Angelika was still as a statue, the sound of her heartbeat ringing in her ears, her hand still holding her stinging face.

‘Is this a live recording?' Rupert blinked at the screen. ‘Because if it is –'

‘Shhh!' Mia snapped. ‘Let's just listen to what the bastard has to say, shall we?'

Nate slipped his fingers into Angelika's and she gripped them tightly. No one noticed; they were too preoccupied.

‘We have to tell them now,' she said quietly, but the truth was she wanted to hear what McKenzie had to say as much as the rest of them did.

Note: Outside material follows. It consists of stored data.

//! Frame sinks.
//!
//! A [`Sink`] receives stream metadata once, then one frame at a time. Pushes must not block:
//! a sink that cannot take a frame returns an error and the session fails rather than stall.
//!
//! Implementations:
//! - [`ChannelSink`]: bounded crossbeam channel, for hosts that consume frames in-process
//! - [`WireSink`]: framed byte stream (see `replay_proto`) over any `Write`
//!
//! Network writers carry a write timeout; a receiver that stops reading turns into
//! [`SinkError::Full`] once it expires.

use std::io::{BufWriter, Write};
use std::net::TcpStream;
use std::time::Duration;

use crossbeam_channel::{Receiver, Sender, TrySendError};
use replay_proto::{FrameKind, StreamInfo};

use crate::config::OutputTarget;
use crate::error::SinkError;

/// Consumer of replayed frames.
pub trait Sink {
    /// Attach stream metadata. Called once, before the first frame.
    fn open(&mut self, info: &StreamInfo) -> Result<(), SinkError>;

    /// Accept one frame (`channel_count` samples).
    fn push_frame(&mut self, frame: &[f32]) -> Result<(), SinkError>;

    /// End of one emitted chunk.
    fn flush(&mut self) -> Result<(), SinkError> {
        Ok(())
    }

    /// A new pass over the source starts (loop playback).
    fn begin_pass(&mut self) -> Result<(), SinkError> {
        Ok(())
    }

    /// The session failed; tell the consumer why before it is closed.
    fn abort(&mut self, _reason: &str) {}

    /// Release the consumer. Must be safe to call after an error.
    fn close(&mut self) {}
}

impl<S: Sink + ?Sized> Sink for Box<S> {
    fn open(&mut self, info: &StreamInfo) -> Result<(), SinkError> {
        (**self).open(info)
    }

    fn push_frame(&mut self, frame: &[f32]) -> Result<(), SinkError> {
        (**self).push_frame(frame)
    }

    fn flush(&mut self) -> Result<(), SinkError> {
        (**self).flush()
    }

    fn begin_pass(&mut self) -> Result<(), SinkError> {
        (**self).begin_pass()
    }

    fn abort(&mut self, reason: &str) {
        (**self).abort(reason)
    }

    fn close(&mut self) {
        (**self).close()
    }
}

/// Messages delivered by [`ChannelSink`].
#[derive(Clone, Debug, PartialEq)]
pub enum SinkEvent {
    Opened(StreamInfo),
    Frame(Vec<f32>),
    PassStart,
    Closed,
}

/// Non-blocking sink over a bounded channel.
pub struct ChannelSink {
    tx: Sender<SinkEvent>,
    closed: bool,
}

impl ChannelSink {
    /// Create a sink and its receiving end holding at most `capacity` events.
    pub fn bounded(capacity: usize) -> (Self, Receiver<SinkEvent>) {
        let (tx, rx) = crossbeam_channel::bounded(capacity.max(1));
        (Self { tx, closed: false }, rx)
    }

    fn send(&self, event: SinkEvent) -> Result<(), SinkError> {
        self.tx.try_send(event).map_err(|e| match e {
            TrySendError::Full(_) => SinkError::Full,
            TrySendError::Disconnected(_) => SinkError::Disconnected,
        })
    }
}

impl Sink for ChannelSink {
    fn open(&mut self, info: &StreamInfo) -> Result<(), SinkError> {
        self.send(SinkEvent::Opened(info.clone()))
    }

    fn push_frame(&mut self, frame: &[f32]) -> Result<(), SinkError> {
        self.send(SinkEvent::Frame(frame.to_vec()))
    }

    fn begin_pass(&mut self) -> Result<(), SinkError> {
        self.send(SinkEvent::PassStart)
    }

    fn close(&mut self) {
        if !self.closed {
            self.closed = true;
            let _ = self.send(SinkEvent::Closed);
        }
    }
}

/// Sink writing the framed wire protocol.
///
/// Frames pushed between two flushes travel in a single `SAMPLES` frame.
pub struct WireSink<W: Write> {
    writer: W,
    pending: Vec<f32>,
    opened: bool,
    closed: bool,
}

impl<W: Write> WireSink<W> {
    pub fn new(writer: W) -> Self {
        Self {
            writer,
            pending: Vec::new(),
            opened: false,
            closed: false,
        }
    }

    /// Recover the writer (tests inspect what was written).
    pub fn into_inner(self) -> W {
        self.writer
    }
}

impl<W: Write> Sink for WireSink<W> {
    fn open(&mut self, info: &StreamInfo) -> Result<(), SinkError> {
        replay_proto::write_prelude(&mut self.writer)?;
        let payload = replay_proto::encode_stream_info(info)?;
        replay_proto::write_frame(&mut self.writer, FrameKind::StreamInfo, &payload)?;
        self.writer.flush()?;
        self.opened = true;
        Ok(())
    }

    fn push_frame(&mut self, frame: &[f32]) -> Result<(), SinkError> {
        self.pending.extend_from_slice(frame);
        Ok(())
    }

    fn flush(&mut self) -> Result<(), SinkError> {
        if self.pending.is_empty() {
            return Ok(());
        }
        let payload = replay_proto::encode_samples(&self.pending);
        self.pending.clear();
        replay_proto::write_frame(&mut self.writer, FrameKind::Samples, &payload)?;
        self.writer.flush()?;
        Ok(())
    }

    fn begin_pass(&mut self) -> Result<(), SinkError> {
        replay_proto::write_frame(&mut self.writer, FrameKind::PassStart, &[])?;
        Ok(())
    }

    fn abort(&mut self, reason: &str) {
        if self.closed || !self.opened {
            return;
        }
        self.closed = true;
        self.pending.clear();
        let result =
            replay_proto::write_frame(&mut self.writer, FrameKind::Error, reason.as_bytes())
                .and_then(|_| self.writer.flush());
        if let Err(e) = result {
            tracing::warn!("sink abort: {e}");
        }
    }

    fn close(&mut self) {
        if self.closed || !self.opened {
            self.closed = true;
            return;
        }
        self.closed = true;
        let result = self
            .flush()
            .and_then(|_| Ok(replay_proto::write_frame(&mut self.writer, FrameKind::End, &[])?))
            .and_then(|_| Ok(self.writer.flush()?));
        if let Err(e) = result {
            tracing::warn!("sink close: {e}");
        }
    }
}

/// Shortest write timeout applied to network outputs.
pub const MIN_WRITE_TIMEOUT: Duration = Duration::from_millis(5);

/// Write timeout for a stream releasing one chunk every `chunk_duration`.
pub fn write_timeout(chunk_duration: Duration) -> Duration {
    chunk_duration.max(MIN_WRITE_TIMEOUT)
}

/// Connect or create the byte stream behind `target`.
///
/// TCP writes give up after `write_timeout`. Stdout and files have no timeout.
pub fn open_output(
    target: &OutputTarget,
    write_timeout: Duration,
) -> std::io::Result<WireSink<Box<dyn Write + Send>>> {
    let writer: Box<dyn Write + Send> = match target {
        OutputTarget::Stdout => Box::new(BufWriter::new(std::io::stdout())),
        OutputTarget::Tcp(addr) => {
            let stream = TcpStream::connect(addr.as_str())?;
            stream.set_nodelay(true)?;
            stream.set_write_timeout(Some(write_timeout.max(MIN_WRITE_TIMEOUT)))?;
            tracing::info!(peer = %addr, ?write_timeout, "connected to receiver");
            Box::new(BufWriter::new(stream))
        }
        OutputTarget::File(path) => Box::new(BufWriter::new(std::fs::File::create(path)?)),
    };
    Ok(WireSink::new(writer))
}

‘I suppose you're all wondering why I invited you here to Pleasure Island in the first place.' McKenzie cleared his throat loudly, like a politician addressing his crowd. ‘Well, I am about to explain, but before that I would like to thank you all personally for providing myself and my fellow club members or, as I prefer to call them, “the Super Eight” with such excellent footage over the duration of these past two weeks, it's been –' he paused, thoughtfully ‘– riveting to observe.'

‘What's he talking about?' Billie-Jo's faced crumpled. ‘Observe? Observe what?'

‘Us, you stupid girl,' Rupert said, without taking his eyes from the screen.

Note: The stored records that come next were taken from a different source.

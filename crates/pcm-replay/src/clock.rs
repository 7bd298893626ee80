//! Monotonic time sources for pacing.

use std::sync::Arc;
use std::sync::atomic::{AtomicU64, Ordering};
use std::time::{Duration, Instant};

/// Monotonic clock plus the matching way to suspend the caller.
pub trait Clock: Send {
    /// Time elapsed since an arbitrary fixed origin.
    fn now(&self) -> Duration;

    /// Suspend for roughly `d`.
    fn sleep(&self, d: Duration);
}

/// Wall clock backed by [`Instant`]; sleeps the current thread.
#[derive(Clone, Debug)]
pub struct MonotonicClock {
    origin: Instant,
}

impl MonotonicClock {
    pub fn new() -> Self {
        Self {
            origin: Instant::now(),
        }
    }
}

impl Default for MonotonicClock {
    fn default() -> Self {
        Self::new()
    }
}

impl Clock for MonotonicClock {
    fn now(&self) -> Duration {
        self.origin.elapsed()
    }

    fn sleep(&self, d: Duration) {
        std::thread::sleep(d);
    }
}

/// Simulated clock: time moves only through [`advance`](Self::advance) or `sleep`.
///
/// Clones share the same time, so a test can keep one handle while the session owns another.
#[derive(Clone, Debug, Default)]
pub struct ManualClock {
    nanos: Arc<AtomicU64>,
}

impl ManualClock {
    pub fn new() -> Self {
        Self::default()
    }

    pub fn advance(&self, d: Duration) {
        let step = u64::try_from(d.as_nanos()).unwrap_or(u64::MAX);
        self.nanos.fetch_add(step, Ordering::SeqCst);
    }
}

impl Clock for ManualClock {
    fn now(&self) -> Duration {
        Duration::from_nanos(self.nanos.load(Ordering::SeqCst))
    }

    fn sleep(&self, d: Duration) {
        self.advance(d);
    }
}
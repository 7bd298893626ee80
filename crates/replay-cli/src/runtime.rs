//! Subcommand implementations.

use std::sync::Arc;
use std::sync::atomic::AtomicBool;

use anyhow::{Context, Result, anyhow};
use pcm_receiver::ReceiverConfig;
use pcm_replay::format::frames_to_duration;
use pcm_replay::sink;
use pcm_replay::{
    FrameSource, MonotonicClock, PlaybackSession, RawLayout, RawPcmSource, ReplayConfig,
    SessionOptions, SessionReport, StreamDescriptor, StreamLabels, WavSource,
};

use crate::cli::{ReceiveArgs, StreamArgs};

/// Print output devices to stdout.
pub fn list_devices() -> Result<()> {
    let host = cpal::default_host();
    for (i, name) in pcm_receiver::device::output_device_names(&host)?
        .iter()
        .enumerate()
    {
        println!("#{i}: {name}");
    }
    Ok(())
}

/// Replay one file until it ends or `cancel` is raised.
///
/// The source is validated before the output is touched, so a bad file never produces a
/// partial stream.
pub fn run_stream(args: &StreamArgs, cancel: Arc<AtomicBool>) -> Result<SessionReport> {
    let source = open_source(args)?;
    let descriptor = StreamDescriptor::from_source(source.as_ref())?;

    let config = replay_config(args);
    config.validate_for(&descriptor)?;

    let chunk = frames_to_duration(config.chunk_frames as u64, descriptor.frame_rate);
    let sink = sink::open_output(&args.output, sink::write_timeout(chunk))
        .with_context(|| format!("open output {}", args.output))?;
    tracing::info!(output = %args.output, "output ready");

    let options = SessionOptions {
        cancel: Some(cancel),
        emitted_frames: None,
        labels: StreamLabels {
            name: args.name.clone(),
            kind: args.kind.clone(),
        },
    };
    let report = PlaybackSession::open(source, sink, config, MonotonicClock::new(), options)?
        .run()?;
    Ok(report)
}

/// Run the receiver until `cancel` is raised.
pub fn run_receive(args: &ReceiveArgs, cancel: Arc<AtomicBool>) -> Result<()> {
    let config = ReceiverConfig {
        bind: args.bind,
        device: normalize_device_name(args.device.clone()),
        buffer_seconds: args.buffer_seconds,
        ..ReceiverConfig::default()
    };
    pcm_receiver::run_receiver(&config, cancel)
}

fn open_source(args: &StreamArgs) -> Result<Box<dyn FrameSource>> {
    if !args.raw {
        return Ok(Box::new(WavSource::open(&args.path)?));
    }
    let layout = raw_layout(args)?;
    Ok(Box::new(RawPcmSource::open(&args.path, layout)?))
}

fn raw_layout(args: &StreamArgs) -> Result<RawLayout> {
    let frame_rate = args
        .raw_rate
        .ok_or_else(|| anyhow!("--raw needs --raw-rate"))?;
    let channels = args
        .raw_channels
        .ok_or_else(|| anyhow!("--raw needs --raw-channels"))?;
    Ok(RawLayout {
        channels,
        frame_rate,
        bit_depth: args.raw_bits,
    })
}

fn replay_config(args: &StreamArgs) -> ReplayConfig {
    ReplayConfig {
        chunk_frames: args.chunk,
        loop_playback: args.loop_playback,
        max_catchup_chunks: args.max_catchup_chunks,
    }
}

fn normalize_device_name(device: Option<String>) -> Option<String> {
    device.and_then(|name| {
        let trimmed = name.trim();
        if trimmed.is_empty() {
            None
        } else {
            Some(trimmed.to_string())
        }
    })
}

‘Some of you, that is to say the smarter amongst you, have rightly already suspected that you were being watched. Of course, the question you are no doubt asking yourselves right this very second is why exactly?'

Billie-Jo swallowed back nausea. This was a joke, right? A sick joke.

McKenzie paused again, though his cool composure remained intact.

‘Some time ago I had an idea for a new reality game show, one in which the contestants had no idea they were being observed. The premise of the initial concept was to place a group of people onto an island and … how can I put it?' He stroked his chin. ‘Put them in various situations in a bid to see how they would react. Place temptation in their way, obstacles for them to overcome, secrets to divulge … that sort of thing … thus affording the viewer a psychological insight into their individual personalities. A social experiment, if you will.'

‘Oh my fucking God.' Billie-Jo exchanged nervous looks with JJ.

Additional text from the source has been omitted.